Keith Emerson & The Nice

Carting Apollo, Hammersmith, London

KEITH EMERSON INSISTS THAT THE REBIRTH of The Nice is about expanding the boundaries of progressive rock, or something like that. So please don’t dare to suggest that The Nice - keyboard wizard Emerson, bassist/vocalist Lee Jackson and drummer Brian ‘Blinky’ Davison - have united after 32 years due to the unavailability of Emerson Lake & Palmer, right?

Bizarrely, Jim Davidson warms up the audience with a few one-liners, encouraging punters in the less-than-full stalls to move forwards while “somebody walks Lee Jackson around the car park to sober him up”. As the audience tire of his banter (“That your missus, mate? No wonder you tried to sneak her in in the dark”), the Apollo rise to see Emerson embrace the (alleged) comedian, and the show begins.

Commencing with ‘America’/‘Rondo’, the West Side Story anthem they broke through with in 1968, was a brave move, as some people may have headed for the door after ‘America’, believing it to be the band’s only work of real significance.

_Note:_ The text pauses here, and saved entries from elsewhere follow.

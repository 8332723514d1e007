use ipnetwork::IpNetwork;
use serde::{Deserialize, Serialize};
use std::fmt;

/*-------------------------------------------------------------------------------------------------
  IP Address Version
-------------------------------------------------------------------------------------------------*/

/// IP address version (IPv4 or IPv6) of a WAFv2 IP set.
#[derive(Clone, Copy, Debug, Deserialize, Eq, Hash, Ord, PartialEq, PartialOrd, Serialize)]
pub enum IpAddressVersion {
    #[serde(rename = "IPV4")]
    IPv4,

    #[serde(rename = "IPV6")]
    IPv6,
}

impl IpAddressVersion {
    pub fn is_ipv4(&self) -> bool {
        match self {
            IpAddressVersion::IPv4 => true,
            IpAddressVersion::IPv6 => false,
        }
    }

    pub fn is_ipv6(&self) -> bool {
        match self {
            IpAddressVersion::IPv4 => false,
            IpAddressVersion::IPv6 => true,
        }
    }

    /// Check if a network belongs to this address family.
    pub fn matches(&self, network: &IpNetwork) -> bool {
        match self {
            IpAddressVersion::IPv4 => network.is_ipv4(),
            IpAddressVersion::IPv6 => network.is_ipv6(),
        }
    }

    /// Two half-space prefixes that together cover every address in this family.
    ///
    /// The IP set matcher requires CIDR masks, so the whole address space is expressed as two
    /// `/1` prefixes instead of a single `/0`.
    pub fn universal_ranges(&self) -> Vec<IpNetwork> {
        let ranges: [&str; 2] = match self {
            IpAddressVersion::IPv4 => ["0.0.0.0/1", "128.0.0.0/1"],
            IpAddressVersion::IPv6 => ["::/1", "8000::/1"],
        };
        ranges
            .iter()
            .filter_map(|range| range.parse().ok())
            .collect()
    }
}

impl fmt::Display for IpAddressVersion {
    fn fmt(&self, f: &mut fmt::Formatter<'_>) -> fmt::Result {
        match self {
            IpAddressVersion::IPv4 => write!(f, "IPV4"),
            IpAddressVersion::IPv6 => write!(f, "IPV6"),
        }
    }
}

/*-------------------------------------------------------------------------------------------------
  Unit Tests
-------------------------------------------------------------------------------------------------*/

‘America’ aside, the show’s first half is hit-and-miss. Much of The Nice’s original material has failed to stand the test of time, and Jackson’s vocals on ‘Tantalising Maggie’ and the twee ‘Little Arabella’ (the latter introduced by Emerson as about “a very accommodating lady - and I don’t mean she ran a bed and breakfast”) are quite woeful.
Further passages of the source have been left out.